The video generation apparatus provided in this embodiment of the present disclosure may perform the video generation method provided in any embodiment of the present disclosure, and has the corresponding functional modules and effects for performing the method.

The plurality of units and modules included in the above apparatus are only divided according to functional logics, but are not limited to the above division, as long as the corresponding functions can be achieved; and in addition, the names of the plurality of units and modules are only for the convenience of distinguishing each other, and are not intended to limit the scope of protection of the embodiments of the present disclosure.

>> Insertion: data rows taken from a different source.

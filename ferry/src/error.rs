//! Error types for the ferry library.
//!
//! This module provides the error hierarchy for all resolution operations,
//! using `thiserror` for ergonomic error handling. Script and automation
//! failures carry their original text untouched so callers can surface the
//! message an application produced.

use std::path::PathBuf;

use thiserror::Error;

/// Result type alias for operations that may fail with a ferry error.
///
/// # Examples
///
/// ```
/// use ferry::{Error, Result};
///
/// fn example_operation() -> Result<String> {
///     Ok(String::from("/Users/me/Documents"))
/// }
/// ```
pub type Result<T> = std::result::Result<T, Error>;

/// The main error type for the ferry library.
///
/// This enum encompasses all possible error conditions that can occur
/// while resolving an application's current location.
#[derive(Debug, Error)]
pub enum Error {
    /// The automation run failed, either in the scripting engine or inside
    /// the script itself. The message is the stderr text, verbatim.
    #[error("{message}")]
    Script {
        /// The error text reported by the automation run.
        message: String,
    },

    /// An application resolved successfully but produced no usable path.
    #[error("{app} returned an empty path")]
    EmptyPath {
        /// Display name of the application that produced no path.
        app: String,
    },

    /// Script execution was requested on a platform without the
    /// automation runtime.
    #[error("automation is only supported on macOS")]
    UnsupportedPlatform,

    /// An invalid filesystem path was provided.
    #[error("invalid path {}: {reason}", path.display())]
    InvalidPath {
        /// The invalid path.
        path: PathBuf,
        /// The reason the path is invalid.
        reason: String,
    },

    /// A validation error occurred.
    #[error("validation error for '{field}': {message}")]
    Validation {
        /// The field that failed validation.
        field: String,
        /// A description of the validation failure.
        message: String,
    },

    /// A configuration error occurred.
    #[error("configuration error: {0}")]
    Configuration(#[from] serde_yaml::Error),

    /// An I/O error occurred.
    #[error("I/O error: {0}")]
    Io(#[from] std::io::Error),
}

impl Error {
    /// Build a script failure from any error text.
    ///
    /// # Examples
    ///
    /// ```
    /// use ferry::Error;
    ///
    /// let err = Error::script("Finder is not running");
    /// assert_eq!(err.to_string(), "Finder is not running");
    /// ```
    #[must_use]
    pub fn script(message: impl Into<String>) -> Self {
        Self::Script {
            message: message.into(),
        }
    }

    /// Check if error came from a script or automation run.
    ///
    /// # Examples
    ///
    /// ```
    /// use ferry::Error;
    ///
    /// let err = Error::script("No Finder window found");
    /// assert!(err.is_script_failure());
    /// ```
    #[must_use]
    pub fn is_script_failure(&self) -> bool {
        matches!(self, Self::Script { .. })
    }

    /// Check if error indicates the host platform cannot run automation.
    ///
    /// # Examples
    ///
    /// ```
    /// use ferry::Error;
    ///
    /// assert!(Error::UnsupportedPlatform.is_unsupported_platform());
    /// ```
    #[must_use]
    pub fn is_unsupported_platform(&self) -> bool {
        matches!(self, Self::UnsupportedPlatform)
    }
}
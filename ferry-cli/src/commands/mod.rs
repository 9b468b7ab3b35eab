//! CLI command implementations.
//!
//! This module contains the implementations of all CLI commands:
//! - `resolve`: Resolve the current location of an application
//! - `open-target`: Print the directory an open action should target
//! - `map-url`: Map a cloud sharing URL to a locally synced file
//! - `apps`: List the supported applications
//! - `script`: Print the script used to interrogate an application
//! - `completions`: Generate shell completion scripts

pub mod apps;
pub mod completions;
pub mod map_url;
pub mod open_target;
pub mod resolve;
pub mod script;

pub use apps::AppsCommand;
pub use completions::CompletionsCommand;
pub use map_url::MapUrlCommand;
pub use open_target::OpenTargetCommand;
pub use resolve::ResolveCommand;
pub use script::ScriptCommand;
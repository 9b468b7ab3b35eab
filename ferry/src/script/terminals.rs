//! Scripts for terminal emulators.
//!
//! Terminals resolve to the working directory of the active session.
//! Terminal.app exposes the session tty, from which the shell's working
//! directory is read via `lsof`; iTerm publishes it as a session variable.
//! The remaining emulators expose no scripting interface for it at all, so
//! their scripts return the front window title, which these terminals set
//! to the working directory by convention. The title strategies are
//! best-effort: a customized title format yields whatever text is there.

use super::{running_guard, window_property_fragment};
use crate::app::Terminal;

/// Build the resolution script for a terminal emulator.
pub(super) fn build(app: Terminal) -> String {
    let guard = running_guard(app.display_name());
    match app {
        Terminal::Terminal => format!(
            r#"{guard}
tell application "Terminal"
    if (count of windows) is 0 then error "No Terminal window found"
    set ttyName to tty of selected tab of front window
end tell
set shellPid to do shell script "lsof -t " & ttyName & " | head -1"
if shellPid is "" then error "No active session in Terminal"
return do shell script "lsof -a -p " & shellPid & " -d cwd -Fn | tail -1 | sed 's/^n//'""#
        ),
        Terminal::Iterm => format!(
            r#"{guard}
tell application "iTerm"
    if (count of windows) is 0 then error "No iTerm window found"
    tell current session of current window
        set sessionPath to variable named "session.path"
    end tell
end tell
if sessionPath is missing value or sessionPath is "" then error "No active session in iTerm"
return sessionPath"#
        ),
        Terminal::Warp | Terminal::WezTerm | Terminal::Ghostty | Terminal::Kitty => {
            build_title_script(app)
        }
    }
}

/// Read the front window title through System Events and return it as the
/// working directory.
fn build_title_script(app: Terminal) -> String {
    let name = app.display_name();
    let fragment = window_property_fragment(
        app.process_name(),
        &format!("No {name} window found"),
        "name",
        "winTitle",
    );
    format!(
        r#"{guard}
{fragment}
if winTitle is missing value or winTitle is "" then error "No active session in {name}"
return winTitle"#,
        guard = running_guard(name),
    )
}
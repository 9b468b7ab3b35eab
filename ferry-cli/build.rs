//! Build script for ferry-cli.
//!
//! This script generates man pages at build time using clap_mangen.
//! The generated man page is placed in OUT_DIR for inclusion in release builds.
//!
//! Note: We build a minimal command structure here rather than importing from
//! the main crate, since build scripts cannot depend on the crate being built.

use clap::{Arg, Command};
use clap_mangen::Man;
use std::fs;
use std::path::PathBuf;

/// Build the CLI command structure for man page generation.
///
/// IMPORTANT: Keep this structure synchronized with src/cli.rs
/// When adding/removing/modifying commands, update both files.
fn build_cli() -> Command {
    Command::new("ferry")
        .version(env!("CARGO_PKG_VERSION"))
        .about("Resolve the current location of macOS applications")
        .long_about(
            "Command-line tool for asking macOS applications where they are, mapping cloud \
             sharing URLs to locally synced files along the way",
        )
        .arg(
            Arg::new("verbose")
                .long("verbose")
                .help("Enable verbose output")
                .global(true)
                .action(clap::ArgAction::SetTrue),
        )
        .arg(
            Arg::new("quiet")
                .long("quiet")
                .help("Suppress non-essential output")
                .global(true)
                .action(clap::ArgAction::SetTrue),
        )
        .arg(
            Arg::new("cloud-container")
                .long("cloud-container")
                .help("Override the cloud storage container directory")
                .value_name("PATH")
                .global(true)
                .env("FERRY_CLOUD_CONTAINER"),
        )
        .arg(
            Arg::new("config-dir")
                .long("config-dir")
                .help("Override the configuration directory location")
                .value_name("PATH")
                .global(true)
                .env("FERRY_CONFIG_DIR"),
        )
        .subcommands(vec![
            Command::new("resolve")
                .about("Resolve the current location of an application")
                .long_about(
                    "Ask a running application for its current folder or document and print \
                     the resolved path",
                ),
            Command::new("open-target")
                .about("Print the directory an open action should target for a path")
                .long_about(
                    "Print the parent directory for files, the directory itself for \
                     directories, and the path unchanged when it does not exist",
                ),
            Command::new("map-url")
                .about("Map a cloud sharing URL to a locally synced file")
                .long_about(
                    "Probe the cloud storage sync roots for a local copy of a shared document",
                ),
            Command::new("apps")
                .about("List the supported applications")
                .long_about("Display all supported applications in various formats"),
            Command::new("script")
                .about("Print the script used to interrogate an application")
                .long_about("Show the automation script that would be sent to an application"),
            Command::new("completions")
                .about("Generate shell completion scripts")
                .long_about("Generate shell completion scripts for bash, zsh, fish, or PowerShell"),
        ])
}

fn main() {
    // Generate man pages at build time
    let out_dir = PathBuf::from(std::env::var("OUT_DIR").unwrap());
    let man_dir = out_dir.join("man");
    fs::create_dir_all(&man_dir).unwrap();

    // Generate main ferry.1 man page
    let app = build_cli();
    let man = Man::new(app);
    let mut buffer = Vec::new();
    man.render(&mut buffer).unwrap();

    fs::write(man_dir.join("ferry.1"), buffer).unwrap();

    println!("cargo:rerun-if-changed=src/cli.rs");
    println!("cargo:rerun-if-changed=src/commands/");
}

FIG. 7 is a schematic diagram of a structure of an electronic device according to an embodiment of the present disclosure. Referring to FIG. 7 as below, FIG. 7 illustrates a schematic diagram of a structure of an electronic device (e.g., a terminal device or a server in FIG. 7) 500 suitable for implementing an embodiment of the present disclosure. The terminal device in this embodiment of the present disclosure may include, but is not limited to, mobile terminals such as a mobile phone, a notebook computer, a digital radio receiver, a personal digital assistant (PDA), a portable Android device (PAD), a portable media player (PMP), a vehicle-mounted terminal (e.g., a vehicle navigation terminal), and fixed terminals such as a digital television (TV) and a desk computer. The electronic device shown in FIG. 7 is merely an example, and should not impose any limitation on the function and scope of use of the embodiments of the present disclosure.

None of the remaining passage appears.